Se fossi arrivato con comodo ieri sera, mi sarei perso tutto. Del resto, siamo venuti sul Sebino per parlare di pesca; svegliarsi presto al mattino era quasi un obbligo.

Lorenzo – il protagonista della puntata – è un ragazzo di venticinque anni che si sveglia sempre all’alba. Era emigrato nella grande città per studiare Architettura, ma a quattro esami dalla fine è tornato sul suo lago per diventare un pescatore professionista.

Queste acque sono frequentate dai pescatori fin dalla più remota antichità: da oltre mille anni le sponde del lago d’Iseo sono abitate da gente che ogni giorno prende il largo per calare le reti e catturare agoni, coregoni, persici, carpe e anche salmerini, i salmonidi che cercano le acque più fredde e pulite.

Lorenzo ci raggiunge con il suo naétt, il tipico scafo del lago, affusolato come una gondola, molto maneggevole e con il fondo piatto. Durante la pesca si governa con i remi che lavorano incrociati, con piccoli gesti esatti.
Sulla barca c’è già il cesto con le reti. Adesso è stagione di agoni, le sardine d’acqua dolce. Per pescarle si utilizza una rete particolare, chiamata sardenera, con le maglie molto fitte e la tensione piuttosto morbida. La sardina di lago è molto più lenta di quella di mare e la rete deve essere più sensibile per catturarle.

I retifici di Monte Isola avevano iniziato l’attività già nell’anno Mille, e nell’Ottocento erano tra i più famosi in tutta Europa. Anche oggi sono garanzia di qualità artigiana per le reti da pesca, ma nel frattempo sono diventati tra i maggiori produttori mondiali di reti per lo sport, dalle porte dei campi di calcio alle reti da tennis e pallavolo. Qualità artigiana italiana che resiste nel tempo, si adatta e si trasforma reinventando le proprie tradizioni.

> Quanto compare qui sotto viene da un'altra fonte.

//! PostgreSQL adapter.
//!
//! Connects to the named database, or to the administrative `postgres`
//! database when none is given, and reports `SELECT version()`.
//! Enumeration reads `pg_database`, skipping templates and the
//! administrative database itself.

use async_trait::async_trait;
use sqlx::postgres::PgConnectOptions;
use sqlx::{ConnectOptions, Connection};

use super::{ConnectionReport, DatabaseProber, sqlx_error};
use crate::descriptor::{ConnectionDescriptor, DatabaseKind};
use crate::error::ProbeResult;

/// Database used when the descriptor names none; also excluded from
/// enumeration results.
const ADMIN_DATABASE: &str = "postgres";

pub struct PostgresProber;

impl PostgresProber {
    pub fn new() -> Self {
        Self
    }

    fn connect_options(
        descriptor: &ConnectionDescriptor,
        database: &str,
    ) -> ProbeResult<PgConnectOptions> {
        let server = descriptor.server()?;
        let credentials = descriptor.credentials()?;

        let options = PgConnectOptions::new()
            .host(&server.host)
            .port(server.port)
            .username(&credentials.username)
            .password(&credentials.password)
            .database(database);
        Ok(options.disable_statement_logging())
    }

    /// The database a probe connects to: the requested one, or the
    /// administrative default.
    fn catalog_database(descriptor: &ConnectionDescriptor) -> &str {
        descriptor.database.as_deref().unwrap_or(ADMIN_DATABASE)
    }
}

impl Default for PostgresProber {
    fn default() -> Self {
        Self::new()
    }
}

#[async_trait]
impl DatabaseProber for PostgresProber {
    fn kind(&self) -> DatabaseKind {
        DatabaseKind::Postgres
    }

    async fn test_connection(
        &self,
        descriptor: &ConnectionDescriptor,
    ) -> ProbeResult<ConnectionReport> {
        let options = Self::connect_options(descriptor, Self::catalog_database(descriptor))?;
        let mut conn = options.connect().await.map_err(|e| sqlx_error(&e))?;

        let fetched = sqlx::query_scalar::<_, String>("SELECT version()")
            .fetch_one(&mut conn)
            .await;
        let _ = conn.close().await;

        let version = fetched.map_err(|e| sqlx_error(&e))?;
        Ok(ConnectionReport {
            message: "PostgreSQL connection successful".to_string(),
            version: Some(version),
        })
    }

    async fn list_databases(&self, descriptor: &ConnectionDescriptor) -> ProbeResult<Vec<String>> {
        // Enumeration always goes through the administrative database.
        let options = Self::connect_options(descriptor, ADMIN_DATABASE)?;
        let mut conn = options.connect().await.map_err(|e| sqlx_error(&e))?;

        let fetched = sqlx::query_scalar::<_, String>(
            "SELECT datname FROM pg_database \
             WHERE datistemplate = false AND datname <> 'postgres' \
             ORDER BY datname",
        )
        .fetch_all(&mut conn)
        .await;
        let _ = conn.close().await;

        fetched.map_err(|e| sqlx_error(&e))
    }
}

Il lago è calmo, il sole alto: la giornata si annuncia fresca e luminosa. Il Sebino è un luogo dal fascino unico, con acque scure che sembrano racchiudere chissà quali segreti. Le montagne svettano tutt’intorno, ma prima si vedono i boschi e prima ancora i vigneti e soprattutto gli oliveti.

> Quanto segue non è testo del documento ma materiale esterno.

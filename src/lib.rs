#![deny(clippy::unwrap_used)]
#![deny(clippy::expect_used)]
#![deny(clippy::panic)]

//! # globalobject-controller
//!
//! Process-level pieces of the controller binary: command line, config
//! loading, manifest seeding and the health server. The reconciliation
//! machinery lives in the `gobj-*` workspace crates, re-exported here.

pub use gobj_core;
pub use gobj_queue;
pub use gobj_reconciler;
pub use gobj_store;

pub mod app;
pub mod cli;
pub mod health;
pub mod manifest;
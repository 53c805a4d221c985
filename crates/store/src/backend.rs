//! State backend contract.
//!
//! The controller reads and writes cluster state only through
//! [`StateBackend`]; nothing above this trait knows how the state is stored
//! or transported.

use async_trait::async_trait;
use futures::stream::BoxStream;
use gobj_core::{Object, ObjectKey, ResourceKind, Result, Selector};
use serde::{Deserialize, Serialize};

/// Kind of change carried by a watch event.
#[derive(Debug, Clone, Copy, PartialEq, Eq, Hash, Serialize, Deserialize)]
#[serde(rename_all = "UPPERCASE")]
pub enum WatchEventType {
    Added,
    Modified,
    Deleted,
}

/// One change notification. For `Deleted` the object is its last known state.
#[derive(Debug, Clone, PartialEq, Eq, Serialize, Deserialize)]
pub struct WatchEvent {
    #[serde(rename = "type")]
    pub event_type: WatchEventType,
    pub object: Object,
}

impl WatchEvent {
    /// Create an event.
    pub const fn new(event_type: WatchEventType, object: Object) -> Self {
        Self { event_type, object }
    }

    /// Decode the `{"type": .., "object": ..}` wire form.
    ///
    /// # Errors
    ///
    /// Returns `Malformed` when the payload is not a valid event.
    pub fn from_json(value: serde_json::Value) -> Result<Self> {
        serde_json::from_value(value).map_err(|e| gobj_core::Error::malformed(e.to_string()))
    }
}

/// Stream of watch events. `Err(Malformed)` items are skippable; any other
/// error means the watch is broken and must be re-established.
pub type WatchStream = BoxStream<'static, Result<WatchEvent>>;

/// Trait for state backends.
#[async_trait]
pub trait StateBackend: Send + Sync {
    /// Fetch one object. `Ok(None)` when it does not exist.
    async fn get(&self, kind: ResourceKind, key: &ObjectKey) -> Result<Option<Object>>;

    /// List objects of a kind matching the selector.
    async fn list(&self, kind: ResourceKind, selector: &Selector) -> Result<Vec<Object>>;

    /// Write metadata and spec, conditioned on `resource_version`.
    ///
    /// Clearing the last finalizer of an object being deleted removes it.
    async fn update(&self, object: Object) -> Result<Object>;

    /// Write the status subresource, conditioned on `resource_version`.
    async fn update_status(&self, object: Object) -> Result<Object>;

    /// Open a watch on one kind, starting from now.
    async fn watch(&self, kind: ResourceKind) -> Result<WatchStream>;
}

Ci allontaniamo dall’isola in barca e mi soffermo con lo sguardo su un bosco di cipressi. Abituati a vederli ordinatamente allineati sui dorsi delle colline, sui viali delle chiese, dei cimiteri e delle dimore residenziali, quasi non pensiamo più ad alberi capaci di crescere spontaneamente. A Monte Isola, proprio sopra il centro abitato e subito sotto uno sperone di roccia viva, cresce un bosco di cipressi: bellissimo nella sua inusuale spontaneità.

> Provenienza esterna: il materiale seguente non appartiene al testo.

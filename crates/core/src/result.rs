//! Result type definition and extension traits for Railway-Oriented Programming.
//!
//! Provides combinators that let controller code express the common
//! "a missing object is not a failure" cases without unwrap/expect/panic.

use crate::error::Error;

/// The standard Result type for controller operations.
///
/// # Examples
///
/// ```ignore
/// // The object may be gone once the last finalizer is released
/// let written = backend.update(object).await.ignore_not_found()?;
/// if let Some(written) = written {
///     store.observe(&written).await;
/// }
/// ```
pub type Result<T> = std::result::Result<T, Error>;

/// Extension trait providing safe combinators for Results.
pub trait ResultExt<T> {
    /// Turn `NotFound` into `Ok(None)`, keeping every other error.
    ///
    /// # Errors
    ///
    /// Returns the original error unless it is `NotFound`.
    fn ignore_not_found(self) -> Result<Option<T>>;
}

impl<T> ResultExt<T> for Result<T> {
    fn ignore_not_found(self) -> Result<Option<T>> {
        match self {
            Ok(value) => Ok(Some(value)),
            Err(e) if e.is_not_found() => Ok(None),
            Err(e) => Err(e),
        }
    }
}

/// Extension trait for Option types providing Railway-style operations.
pub trait OptionExt<T> {
    /// Convert Option to Result with a lazy error.
    ///
    /// # Errors
    ///
    /// Returns the error produced by `err` when the option is `None`.
    fn ok_or_else_lazy<F: FnOnce() -> Error>(self, err: F) -> Result<T>;

    /// Tap into None without consuming the Option.
    fn tap_none<F: FnOnce()>(self, f: F) -> Self;
}

impl<T> OptionExt<T> for Option<T> {
    fn ok_or_else_lazy<F: FnOnce() -> Error>(self, err: F) -> Result<T> {
        self.ok_or_else(err)
    }

    fn tap_none<F: FnOnce()>(self, f: F) -> Self {
        if self.is_none() {
            f();
        }
        self
    }
}

#[cfg(test)]
mod tests {
    use super::*;
    use crate::meta::ObjectKey;
    use crate::resource::ResourceKind;

    #[test]
    fn test_ignore_not_found_maps_to_none() {
        let result: Result<i32> = Err(Error::not_found(
            ResourceKind::GlobalObject,
            ObjectKey::new("default", "gone"),
        ));
        assert_eq!(result.ignore_not_found(), Ok(None));
    }

    #[test]
    fn test_ignore_not_found_keeps_other_errors() {
        let result: Result<i32> = Err(Error::transient("list", "connection reset"));
        assert!(result.ignore_not_found().is_err());
    }

    #[test]
    fn test_ignore_not_found_passes_values() {
        let result: Result<i32> = Ok(7);
        assert_eq!(result.ignore_not_found(), Ok(Some(7)));
    }

    #[test]
    fn test_tap_none() {
        let mut called = false;
        let value: Option<i32> = None;
        let _ = value.tap_none(|| called = true);
        assert!(called);
    }

    #[test]
    fn test_ok_or_else_lazy() {
        let value: Option<i32> = None;
        let result = value.ok_or_else_lazy(|| Error::malformed("missing"));
        assert!(matches!(result, Err(Error::Malformed { .. })));
    }
}
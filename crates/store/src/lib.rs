//! State access for the GlobalObject controller.
//!
//! - [`StateBackend`]: the read/write/watch contract against cluster state
//! - [`InMemoryBackend`]: a faithful in-process backend with fault injection
//! - [`StateStore`]: a watch-fed cache the reconciler reads from

#![deny(clippy::unwrap_used)]
#![deny(clippy::expect_used)]
#![deny(clippy::panic)]

pub mod backend;
pub mod memory;
pub mod store;

pub use backend::{StateBackend, WatchEvent, WatchEventType, WatchStream};
pub use memory::{BackendOp, InMemoryBackend};
pub use store::{Notification, StateStore, StoreSubscription};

Il territorio di pesca, oggi è nel centro del lago. Lorenzo aveva calato le reti al mattino presto. Mentre io viaggiavo, lui pescava. Adesso andiamo insieme a salparle. Mi confida che siccome ieri c’era maltempo, il pesce potrebbe essersi mosso: spera in una buona pesca. Superiamo l’isola di San Paolo, splendido scoglio sormontato da un frammento di bosco che sembra galleggiare sull’acqua. In origine era di proprietà dei monaci, poi passò di mano in mano fino alla fine del ‘700, quando divenne di privati.

– Oggi è dei Beretta, – mi confida Lorenzo, mentre governa la barca.
– Salumi?
– Armi.
– Ah.

Lorenzo impiega poco più di un’ora per salpare la rete. Il freddo è pungente, reso ancora più aggressivo dall’umidità del lago e dalla luce del sole che si è indebolita sotto un velo di nubi. Inoltre si è alzato il vento e increspata l’acqua. Lorenzo non batte ciglio. A mani nude continua a lavorare sulla rete, togliere i pesci e sorridere come se stesse facendo la cosa più bella del mondo. Da solo, sulla sua barca, in mezzo al suo lago. Davvero una cosa bellissima.

Oggi la pesca è molto buona. Le reti sono piene di sardine di generose dimensioni. Lorenzo è felice e noi con lui: forse gli abbiamo portato fortuna.
Torniamo subito a terra per pulire il pescato, che deve essere preparato per l’essiccazione. Timidamente chiedo se non si possa pulire a bordo, per pasturare l’area di pesca senza sporcare a terra. Lorenzo mi dice che si è sempre fatto così, ma che oggi non si può più. Lo impediscono le leggi e le multe sono salate (nonostante l’acqua dolce del lago). Chiedo perché, ma nessuno sa dirmi come mai le interiora dei pesci, che vengono dal lago, non possano tornare al lago e diventare cibo per altri pesci.

Dovremmo dedicare un ciclo di Paesi, paesaggi all’assurdità di certe leggi che sembrano fatte apposta per ostacolare il lavoro degli artigiani e la loro ricerca della qualità.

La pulizia del pesce si pratica con una tecnica antica: un taglio che il pollice scava sotto le branchie, da cui si fanno fuoriuscire le interiora. Un gesto rapido che Lorenzo mostra alla telecamera mentre Davide indossa la parannanza e si appresta a imitarlo nel lavoro.
Poi le sardine vengono salate e lasciate riposare un paio di giorni prima di essere appese sugli arconi – gli archèc – i tradizionali telai che nei mesi freddi tengono il pesce all’aria fresca e ventosa del lago. Rimangono all’aperto circa un mese, poi le sardine vengono messe sott’olio e si conservano per anni.

Il finale della giornata è mozzafiato. Ormai è quasi buio e dobbiamo ancora girare l’arrivo e la partenza di Davide, con alcune battute in diretta dalla sedia. Massimo – il regista – si ostina a voler effettuare queste riprese sul lago, a bordo del traghetto, che però farà una sola corsa di cinque minuti poco prima che cali l’oscurità.
Arriva il battello e saliamo di slancio. Giriamo subito cinque o sei stacchi tutti buoni alla prima. Davide ricorda alla lettera anche le frasi più lunghe e ingarbugliate. Il pilota del traghetto sembra divertito della nostra efficiente frenesia. Deve essere il profumo della televisione: tutti vedono un solo lato dello schermo, e quando capita di sbirciare cosa succede dall’altra parte, durante le riprese, lo spettacolo diventa vero.

L’uomo capisce che ci farebbero comodo un paio di minuti di margine. Allora, sotto gli occhi attoniti dei passeggeri in attesa sul pontile di Sulzano, sposta la barra del timone e disegna un ampio cerchio panoramico. Massimo ci prende gusto e gli chiede di rimanere fermo così, con le Alpi innevate sullo sfondo.
Il tempo di una battuta. L’ultima della giornata.

Bene, adesso è tempo di andare, ci aspettano altri paesi e altri paesaggi. Venite a Monte Isola, sul Lago d’Iseo; ma non come turisti – mi raccomando – come ospiti!